According to home ministry officials, the number of incidents & casualties has dropped drastically — civilian deaths, for example, are down 96% since 2000.
New Delhi: The home ministry Monday revoked the Armed Forces Special Powers Act (AFSPA) from Meghalaya and eight police stations in Arunachal Pradesh.
Till September 2017, 40 per cent of Meghalaya and 16 outposts in Arunachal Pradesh and areas bordering Assam were under AFSPA.
According to home ministry officials, the decision was made because there has been a substantial improvement in the security situation in the northeastern states, with the year 2017 recording the lowest insurgency incidents and casualties among civilians and security forces in the last 20 years.
“While there is almost no insurgency left in Tripura and Mizoram, there has been a marked improvement in the security situation in other states of the region,” an official said.
The government also relaxed the restricted area permit and protected area permit for foreigners visiting Manipur, Mizoram and Nagaland. Restrictions, however, will remain for “countries of concern”, which include Pakistan, Afghanistan and China.
Statistics show a 37 per cent decline in insurgency incidents in the northeast in 2017, compared to the previous year. A 30 per cent dip was recorded in security forces casualties, and a 23 per cent dip in civilian deaths.
From 1,963 insurgency incidents in 2000, the number fell to 308 in 2017; the civilian deaths figure has dropped from 907 to 37 in the same period – a drop of 96 per cent.
Officials say since 2014, there has been 63 per cent reduction in insurgency incidents, 83 per cent in civilian deaths, and 40 per cent in security forces casualties.

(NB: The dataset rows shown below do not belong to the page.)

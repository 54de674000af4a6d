//! Polar payment provider adapter.
//!
//! Implements the `PaymentProvider` trait against the Polar REST API.
//! Handles checkout sessions, customer portal sessions, the product
//! catalog, and webhook verification.
//!
//! # Security
//!
//! - HMAC-SHA256 signature verification with constant-time comparison
//! - Timestamp validation (5-minute window) for replay attack prevention
//! - Secrets handled via `secrecy::SecretString`
//!
//! # Configuration
//!
//! ```ignore
//! let config = PolarConfig::new(access_token, webhook_secret)
//!     .with_environment(PolarEnvironment::Sandbox);
//! let adapter = PolarPaymentAdapter::new(config);
//! ```

use async_trait::async_trait;
use hmac::{Hmac, Mac};
use secrecy::{ExposeSecret, SecretString};
use serde_json::Value;
use sha2::Sha256;
use subtle::ConstantTimeEq;

use crate::ports::{
    Benefit, CheckoutSession, CreateCheckoutRequest, PaymentError, PaymentProvider, PortalSession,
    Product, ProductPrice, WebhookEvent, WebhookEventData, WebhookEventType, WebhookHeaders,
};

use super::webhook_types::{
    decode_secret, signed_content, ParsedSignature, PolarCheckoutSession, PolarCustomerSession,
    PolarProduct, PolarProductList, PolarSubscription, PolarWebhookEvent,
};

type HmacSha256 = Hmac<Sha256>;

/// Maximum age for webhook deliveries (5 minutes).
const MAX_TIMESTAMP_AGE_SECS: i64 = 300;

/// Clock skew tolerance for future timestamps (60 seconds).
const MAX_FUTURE_TOLERANCE_SECS: i64 = 60;

/// Polar API environment.
#[derive(Debug, Clone, Copy, PartialEq, Eq, Default)]
pub enum PolarEnvironment {
    /// Sandbox environment for development and testing.
    #[default]
    Sandbox,

    /// Production environment.
    Production,
}

impl PolarEnvironment {
    /// Base URL of the REST API for this environment.
    pub fn api_base_url(&self) -> &'static str {
        match self {
            PolarEnvironment::Sandbox => "https://sandbox-api.polar.sh",
            PolarEnvironment::Production => "https://api.polar.sh",
        }
    }
}

/// Polar API configuration.
#[derive(Clone)]
pub struct PolarConfig {
    /// Polar access token (polar_oat_... / polar_pat_...).
    access_token: SecretString,

    /// Webhook signing secret.
    webhook_secret: SecretString,

    /// Base URL for the Polar API.
    api_base_url: String,
}

impl PolarConfig {
    /// Create a new Polar configuration targeting the sandbox.
    pub fn new(access_token: impl Into<String>, webhook_secret: impl Into<String>) -> Self {
        Self {
            access_token: SecretString::new(access_token.into()),
            webhook_secret: SecretString::new(webhook_secret.into()),
            api_base_url: PolarEnvironment::default().api_base_url().to_string(),
        }
    }

    /// Select the API environment.
    pub fn with_environment(mut self, environment: PolarEnvironment) -> Self {
        self.api_base_url = environment.api_base_url().to_string();
        self
    }

    /// Set a custom API base URL (for testing).
    pub fn with_base_url(mut self, url: impl Into<String>) -> Self {
        self.api_base_url = url.into();
        self
    }
}

/// Polar payment provider adapter.
///
/// Implements `PaymentProvider` against the Polar REST API.
pub struct PolarPaymentAdapter {
    config: PolarConfig,
    http_client: reqwest::Client,
}

impl PolarPaymentAdapter {
    /// Create a new Polar adapter with the given configuration.
    pub fn new(config: PolarConfig) -> Self {
        Self {
            config,
            http_client: reqwest::Client::new(),
        }
    }

    /// Verify webhook signature using HMAC-SHA256 over `{id}.{ts}.{body}`.
    ///
    /// # Security
    ///
    /// - Uses constant-time comparison to prevent timing attacks
    /// - Validates timestamp to prevent replay attacks
    fn verify_signature(
        &self,
        payload: &[u8],
        headers: &WebhookHeaders,
        parsed: &ParsedSignature,
    ) -> Result<(), PaymentError> {
        // 1. Validate timestamp (prevent replay attacks)
        let now = chrono::Utc::now().timestamp();
        let age = now - parsed.timestamp;

        if age > MAX_TIMESTAMP_AGE_SECS {
            tracing::warn!(
                delivery_timestamp = parsed.timestamp,
                current_time = now,
                age_secs = age,
                "Webhook delivery too old - possible replay attack"
            );
            return Err(PaymentError::invalid_webhook(format!(
                "Delivery too old ({} seconds)",
                age
            )));
        }

        if age < -MAX_FUTURE_TOLERANCE_SECS {
            tracing::warn!(
                delivery_timestamp = parsed.timestamp,
                current_time = now,
                "Webhook delivery from future - clock skew or manipulation"
            );
            return Err(PaymentError::invalid_webhook(
                "Delivery timestamp in future",
            ));
        }

        // 2. Compute expected signature over the raw header values
        let content = signed_content(&headers.id, headers.timestamp.trim(), payload);
        let key = decode_secret(self.config.webhook_secret.expose_secret());

        let mut mac =
            HmacSha256::new_from_slice(&key).expect("HMAC can take key of any size");
        mac.update(&content);
        let expected = mac.finalize().into_bytes();
        let expected_bytes: &[u8] = expected.as_slice();

        // 3. Constant-time comparison against every candidate signature
        let authentic = parsed
            .signatures
            .iter()
            .any(|candidate| expected_bytes.ct_eq(candidate.as_slice()).unwrap_u8() == 1);

        if !authentic {
            tracing::warn!(delivery_id = %headers.id, "Invalid webhook signature");
            return Err(PaymentError::invalid_webhook("Invalid signature"));
        }

        Ok(())
    }

    /// Parse a Polar event and convert to port types.
    fn parse_event(
        &self,
        delivery_id: &str,
        payload: &[u8],
    ) -> Result<WebhookEvent, PaymentError> {
        let polar_event: PolarWebhookEvent = serde_json::from_slice(payload).map_err(|e| {
            tracing::warn!(error = %e, "Failed to parse webhook payload");
            PaymentError::invalid_webhook(format!("Invalid JSON: {}", e))
        })?;

        // Convert event type; unrecognized types fall through to Unknown
        let event_type = match polar_event.event_type.as_str() {
            "subscription.active" => WebhookEventType::SubscriptionActive,
            "subscription.revoked" => WebhookEventType::SubscriptionRevoked,
            "subscription.canceled" => WebhookEventType::SubscriptionCanceled,
            other => WebhookEventType::Unknown(other.to_string()),
        };

        let data = if polar_event.event_type.starts_with("subscription.") {
            let sub: PolarSubscription =
                serde_json::from_value(polar_event.data.clone()).map_err(|e| {
                    PaymentError::invalid_webhook(format!("Invalid subscription: {}", e))
                })?;

            WebhookEventData::Subscription {
                subscription_id: sub.id,
                customer_id: sub.customer_id.unwrap_or_default(),
                checkout_id: sub.checkout_id,
                status: sub.status,
            }
        } else {
            WebhookEventData::Raw {
                json: serde_json::to_string(&polar_event.data).unwrap_or_default(),
            }
        };

        Ok(WebhookEvent {
            id: delivery_id.to_string(),
            event_type,
            data,
        })
    }

    /// Build the checkout creation body from the request.
    ///
    /// Caller options are forwarded as-is; `success_url` and `metadata`
    /// are set last so they always win over caller-supplied values.
    fn build_checkout_body(request: &CreateCheckoutRequest) -> Value {
        let mut body = request.options.clone();
        body.insert(
            "success_url".to_string(),
            Value::String(request.success_url.clone()),
        );

        let metadata: serde_json::Map<String, Value> = request
            .metadata
            .iter()
            .map(|(k, v)| (k.clone(), Value::String(v.clone())))
            .collect();
        body.insert("metadata".to_string(), Value::Object(metadata));

        Value::Object(body)
    }

    /// Map a non-success response to the right `PaymentError` variant.
    async fn error_from_response(
        operation: &'static str,
        response: reqwest::Response,
    ) -> PaymentError {
        let status = response.status();
        let body_text = response.text().await.unwrap_or_default();

        if status == reqwest::StatusCode::UNPROCESSABLE_ENTITY {
            // Polar validation errors carry a "detail" list
            let details = serde_json::from_str::<Value>(&body_text)
                .ok()
                .and_then(|v| v.get("detail").cloned());
            tracing::warn!(operation, status = %status, "Polar rejected request input");
            return PaymentError::validation(
                format!("Polar rejected {} input", operation),
                details,
            );
        }

        tracing::error!(operation, status = %status, error = %body_text, "Polar API error");
        PaymentError::api(
            Some(status.as_u16()),
            format!("Polar API error: {}", body_text),
        )
    }

    fn convert_checkout(session: PolarCheckoutSession) -> CheckoutSession {
        let url = session
            .url
            .unwrap_or_else(|| format!("https://polar.sh/checkout/{}", session.id));
        CheckoutSession {
            id: session.id,
            url,
            customer_id: session.customer_id,
            metadata: session.metadata,
        }
    }

    fn convert_product(product: PolarProduct) -> Product {
        Product {
            id: product.id,
            name: product.name,
            description: product.description,
            is_recurring: product.is_recurring,
            is_archived: product.is_archived,
            prices: product
                .prices
                .into_iter()
                .map(|p| ProductPrice {
                    amount_minor: p.amount_minor(),
                    currency: p.currency_code().map(str::to_string),
                })
                .collect(),
            benefits: product
                .benefits
                .into_iter()
                .filter_map(|b| b.description)
                .map(|description| Benefit { description })
                .collect(),
        }
    }
}

#[async_trait]
impl PaymentProvider for PolarPaymentAdapter {
    async fn create_checkout_session(
        &self,
        request: CreateCheckoutRequest,
    ) -> Result<CheckoutSession, PaymentError> {
        let url = format!("{}/v1/checkouts/", self.config.api_base_url);
        let body = Self::build_checkout_body(&request);

        let response = self
            .http_client
            .post(&url)
            .bearer_auth(self.config.access_token.expose_secret())
            .json(&body)
            .send()
            .await
            .map_err(|e| PaymentError::network(e.to_string()))?;

        if !response.status().is_success() {
            return Err(Self::error_from_response("create_checkout_session", response).await);
        }

        let session: PolarCheckoutSession = response.json().await.map_err(|e| {
            PaymentError::api(None, format!("Failed to parse Polar response: {}", e))
        })?;

        Ok(Self::convert_checkout(session))
    }

    async fn get_checkout_session(
        &self,
        session_id: &str,
    ) -> Result<CheckoutSession, PaymentError> {
        let url = format!("{}/v1/checkouts/{}", self.config.api_base_url, session_id);

        let response = self
            .http_client
            .get(&url)
            .bearer_auth(self.config.access_token.expose_secret())
            .send()
            .await
            .map_err(|e| PaymentError::network(e.to_string()))?;

        if !response.status().is_success() {
            return Err(Self::error_from_response("get_checkout_session", response).await);
        }

        let session: PolarCheckoutSession = response.json().await.map_err(|e| {
            PaymentError::api(None, format!("Failed to parse Polar response: {}", e))
        })?;

        Ok(Self::convert_checkout(session))
    }

    async fn create_portal_session(
        &self,
        customer_id: &str,
    ) -> Result<PortalSession, PaymentError> {
        let url = format!("{}/v1/customer-sessions/", self.config.api_base_url);

        let response = self
            .http_client
            .post(&url)
            .bearer_auth(self.config.access_token.expose_secret())
            .json(&serde_json::json!({ "customer_id": customer_id }))
            .send()
            .await
            .map_err(|e| PaymentError::network(e.to_string()))?;

        if !response.status().is_success() {
            return Err(Self::error_from_response("create_portal_session", response).await);
        }

        let session: PolarCustomerSession = response.json().await.map_err(|e| {
            PaymentError::api(None, format!("Failed to parse Polar response: {}", e))
        })?;

        Ok(PortalSession {
            id: session.id,
            url: session.customer_portal_url,
        })
    }

    async fn list_products(&self) -> Result<Vec<Product>, PaymentError> {
        let url = format!(
            "{}/v1/products/?is_archived=false&is_recurring=true&limit=100",
            self.config.api_base_url
        );

        let response = self
            .http_client
            .get(&url)
            .bearer_auth(self.config.access_token.expose_secret())
            .send()
            .await
            .map_err(|e| PaymentError::network(e.to_string()))?;

        if !response.status().is_success() {
            return Err(Self::error_from_response("list_products", response).await);
        }

        let list: PolarProductList = response.json().await.map_err(|e| {
            PaymentError::api(None, format!("Failed to parse Polar response: {}", e))
        })?;

        Ok(list.items.into_iter().map(Self::convert_product).collect())
    }

    async fn verify_webhook(
        &self,
        payload: &[u8],
        headers: &WebhookHeaders,
    ) -> Result<WebhookEvent, PaymentError> {
        // 1. Parse signature headers
        let parsed = ParsedSignature::parse(&headers.id, &headers.timestamp, &headers.signature)
            .map_err(|e| {
                tracing::warn!(error = %e, "Failed to parse webhook signature headers");
                PaymentError::invalid_webhook(e.to_string())
            })?;

        // 2. Verify signature (includes timestamp validation)
        self.verify_signature(payload, headers, &parsed)?;

        // 3. Parse and convert event
        let event = self.parse_event(&headers.id, payload)?;

        tracing::info!(
            delivery_id = %event.id,
            event_type = ?event.event_type,
            "Webhook signature verified"
        );

        Ok(event)
    }
}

“In Assam, sustained counter-insurgency operations against the National Democratic Front of Bodoland have resulted in neutralising 63 cadres and the arrest of 1,052 cadres, besides recovery of a huge cache of arms and ammunition between December 2014 and March 2018,” an official said.
Steps for further improvement
To further improve security in the region, the government has also sanctioned 10 India Reserve Battalions in March this year — two each for Assam, Arunachal Pradesh, Manipur, Meghalaya and Tripura.
The home ministry will reimburse 75 per cent of the standard cost of raising and half the cost of infrastructure development for these new battalions.
The ministry has also enhanced aid under the surrender-cum-rehabilitation policy for militants in northeast from Rs 1 lakh to Rs 4 lakh. Incentives including a monthly stipend from Rs 3,500 to Rs 6,000 for three years, provisions for vocational training, incentive s for weapons increased from Rs 1,000 to Rs 1 lakh and compulsory Aadhaar biometric registration of those who surrender have also been introduced.
“The policy was comprehensively revised to make it more lucrative to attract more youth from the militancy into the mainstream,” an official said.
Tourist rules relaxed
The ministry also decided to relax the six-decade-old Protected Area Permit (PAP) regime from Nagaland, Mizoram and Manipur for five years with effect from 1 April, an official said.
Under the Foreigners (Protected Areas) Order, 1958, all areas falling between the inner line and the international border of some states were declared as protected areas.
The protected areas currently include the whole of Arunachal Pradesh, Manipur, Mizoram, Nagaland and Sikkim, besides parts of Himachal Pradesh, Rajasthan, Uttarakhand, and Jammu and Kashmir. Some parts of Sikkim fall under the protected area regime while others fall under the restricted area.
“A review is underway to lift the PAP from other areas too,” another official said.